Postgres backup restore pipelines (gitlab-restore): on failures, show errors in CI/CD pipeline output

When we have some failures in the gitlab-restore pipelines, quite often we cannot see the error in the pipeline output. Example: https://gitlab.com/gitlab-com/gl-infra/reliability/-/issues/15668, the "verify" job has only this error:

ERROR: (gcloud.compute.instances.delete) Failed to fetch some instances:
 - The resource 'projects/gitlab-restore/zones/us-west1-a/instances/restore-postgres-gprd-1184314' was not found
ERROR: Job failed: exit code 1

– which is not helpful for RCA.

This happens because the restore in such cases exceeds the CI timeout set. In gitlab-restore, we have CI/CD timeout 6h, quite big, but restoration of gprd DB takes even longer.
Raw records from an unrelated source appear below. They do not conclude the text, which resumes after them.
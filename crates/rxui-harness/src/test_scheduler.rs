#![forbid(unsafe_code)]

//! Virtual-time scheduler.
//!
//! Work never runs on its own: the test drives the clock with
//! [`TestScheduler::advance_by`], [`TestScheduler::advance_to`], or
//! [`TestScheduler::start`]. Units due at the same instant run in the order
//! they were scheduled. Work may schedule more work; anything that falls
//! inside the window being advanced runs in the same call.

use std::cmp::Ordering as CmpOrdering;
use std::collections::BinaryHeap;
use std::sync::{Arc, Mutex};
use std::time::Duration;

use rxui_core::sync::lock;
use rxui_core::{ScheduledWork, Scheduler, SchedulerHandle, Work};

struct Entry {
    due: Duration,
    seq: u64,
    handle: ScheduledWork,
    work: Work,
}

impl PartialEq for Entry {
    fn eq(&self, other: &Self) -> bool {
        self.due == other.due && self.seq == other.seq
    }
}

impl Eq for Entry {}

impl PartialOrd for Entry {
    fn partial_cmp(&self, other: &Self) -> Option<CmpOrdering> {
        Some(self.cmp(other))
    }
}

impl Ord for Entry {
    // Min-heap on (due, seq).
    fn cmp(&self, other: &Self) -> CmpOrdering {
        other
            .due
            .cmp(&self.due)
            .then_with(|| other.seq.cmp(&self.seq))
    }
}

#[derive(Default)]
struct Clock {
    now: Duration,
    seq: u64,
    queue: BinaryHeap<Entry>,
    executed: u64,
}

/// Deterministic scheduler with a virtual millisecond clock.
#[derive(Clone, Default)]
pub struct TestScheduler {
    clock: Arc<Mutex<Clock>>,
}

impl std::fmt::Debug for TestScheduler {
    fn fmt(&self, f: &mut std::fmt::Formatter<'_>) -> std::fmt::Result {
        let clock = lock(&self.clock);
        f.debug_struct("TestScheduler")
            .field("now_ms", &clock.now.as_millis())
            .field("queued", &clock.queue.len())
            .finish()
    }
}

impl TestScheduler {
    /// Scheduler at virtual time zero.
    pub fn new() -> Self {
        Self::default()
    }

    /// Shared handle to pass to components.
    pub fn handle(&self) -> SchedulerHandle {
        Arc::new(self.clone())
    }

    /// Virtual time in milliseconds.
    pub fn now_ms(&self) -> u64 {
        u64::try_from(lock(&self.clock).now.as_millis()).unwrap_or(u64::MAX)
    }

    /// Units scheduled and neither run nor cancelled.
    pub fn pending(&self) -> usize {
        lock(&self.clock)
            .queue
            .iter()
            .filter(|entry| !entry.handle.is_cancelled())
            .count()
    }

    /// Units that have run so far.
    pub fn executed(&self) -> u64 {
        lock(&self.clock).executed
    }

    /// Run everything due within the next `delta`, then move the clock to
    /// `now + delta`.
    pub fn advance_by(&self, delta: Duration) {
        let target = lock(&self.clock).now + delta;
        self.advance_to(target);
    }

    /// Convenience form of [`advance_by`](Self::advance_by).
    pub fn advance_by_ms(&self, millis: u64) {
        self.advance_by(Duration::from_millis(millis));
    }

    /// Run everything due at or before `target`, then move the clock to
    /// `target`. A target in the past only runs work that is already due.
    pub fn advance_to(&self, target: Duration) {
        // The clock lock is released before each unit runs so it can schedule.
        while let Some(entry) = self.pop_due(Some(target)) {
            (entry.work)();
        }
        let mut clock = lock(&self.clock);
        if clock.now < target {
            clock.now = target;
        }
    }

    /// Run work due at the current instant.
    pub fn flush(&self) {
        let now = lock(&self.clock).now;
        self.advance_to(now);
    }

    /// Run until the queue is empty, moving the clock as each unit comes
    /// due. Does not return if work keeps rescheduling itself forever.
    pub fn start(&self) {
        while let Some(entry) = self.pop_due(None) {
            (entry.work)();
        }
    }

    fn pop_due(&self, limit: Option<Duration>) -> Option<Entry> {
        let mut clock = lock(&self.clock);
        loop {
            let due = clock.queue.peek()?.due;
            if limit.is_some_and(|limit| due > limit) {
                return None;
            }
            let entry = clock.queue.pop()?;
            if entry.handle.is_cancelled() {
                continue;
            }
            if clock.now < entry.due {
                clock.now = entry.due;
            }
            clock.executed += 1;
            return Some(entry);
        }
    }
}

impl Scheduler for TestScheduler {
    fn name(&self) -> &str {
        "test"
    }

    fn now(&self) -> Duration {
        lock(&self.clock).now
    }

    fn schedule_after(&self, delay: Duration, work: Work) -> ScheduledWork {
        let handle = ScheduledWork::new();
        let mut clock = lock(&self.clock);
        let seq = clock.seq;
        clock.seq += 1;
        let due = clock.now + delay;
        clock.queue.push(Entry {
            due,
            seq,
            handle: handle.clone(),
            work,
        });
        handle
    }
}

#[cfg(test)]
mod tests {
    use super::*;
    use std::sync::atomic::{AtomicUsize, Ordering};

    fn recorder() -> (Arc<Mutex<Vec<&'static str>>>, impl Fn(&'static str) -> Work) {
        let log = Arc::new(Mutex::new(Vec::new()));
        let sink = Arc::clone(&log);
        let make = move |label: &'static str| -> Work {
            let sink = Arc::clone(&sink);
            Box::new(move || lock(&sink).push(label))
        };
        (log, make)
    }

    #[test]
    fn nothing_runs_until_the_clock_moves() {
        let sched = TestScheduler::new();
        let (log, work) = recorder();
        sched.schedule(work("now"));
        assert!(lock(&log).is_empty());
        assert_eq!(sched.pending(), 1);
        sched.flush();
        assert_eq!(*lock(&log), vec!["now"]);
        assert_eq!(sched.pending(), 0);
    }

    #[test]
    fn due_order_then_fifo() {
        let sched = TestScheduler::new();
        let (log, work) = recorder();
        sched.schedule_after(Duration::from_millis(20), work("late"));
        sched.schedule_after(Duration::from_millis(10), work("a"));
        sched.schedule_after(Duration::from_millis(10), work("b"));
        sched.advance_by_ms(15);
        assert_eq!(*lock(&log), vec!["a", "b"]);
        assert_eq!(sched.now_ms(), 15);
        sched.advance_by_ms(5);
        assert_eq!(*lock(&log), vec!["a", "b", "late"]);
    }

    #[test]
    fn cancelled_work_never_runs() {
        let sched = TestScheduler::new();
        let (log, work) = recorder();
        let handle = sched.schedule(work("x"));
        handle.cancel();
        assert_eq!(sched.pending(), 0);
        sched.start();
        assert!(lock(&log).is_empty());
        assert_eq!(sched.executed(), 0);
    }

    #[test]
    fn work_can_reschedule_within_the_window() {
        let sched = TestScheduler::new();
        let ticks = Arc::new(AtomicUsize::new(0));

        fn tick(sched: TestScheduler, ticks: Arc<AtomicUsize>) {
            if ticks.fetch_add(1, Ordering::SeqCst) + 1 < 5 {
                let again = sched.clone();
                let count = Arc::clone(&ticks);
                sched.schedule_after(Duration::from_millis(100), Box::new(move || tick(again, count)));
            }
        }

        let again = sched.clone();
        let count = Arc::clone(&ticks);
        sched.schedule_after(Duration::from_millis(100), Box::new(move || tick(again, count)));
        sched.advance_by_ms(250);
        assert_eq!(ticks.load(Ordering::SeqCst), 2);
        sched.start();
        assert_eq!(ticks.load(Ordering::SeqCst), 5);
        assert_eq!(sched.now_ms(), 500);
    }
}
What happens, step by step:

CI job "restore" created an instance and uses a startup script (bootstrap.sh) that encapsulates the logic of PGDATA creation and backup retrieval
if bootstrap.sh finishes successfully, the verify_callback is executed triggering the nest CI job, "verify" https://ops.gitlab.net/gitlab-com/gl-infra/gitlab-restore/postgres-gprd/-/blob/master/bootstrap.sh#L81
if, during bootstrap.sh execution, some error occurs (such as out of disk space in the example above), the instance is cleaned up automatically and we lose useful logs/error messages

This makes it very difficult to troubleshoot. Now, if we have failures, we need to run a new pipeline, specifying NO_CLEANUP=1 to keep the instance if an error occurs – and then connect to it manually and investigate (runbook: https://gitlab.com/gitlab-com/runbooks/-/blob/master/docs/patroni/postgresql-backups-wale-walg.md#database-backups-restore-testing). It may take 10+ hours (if an error occurs only in the end of DB restoration – exactly like in the cases when disk size is slightly not enough), inconvenient and time-consuming.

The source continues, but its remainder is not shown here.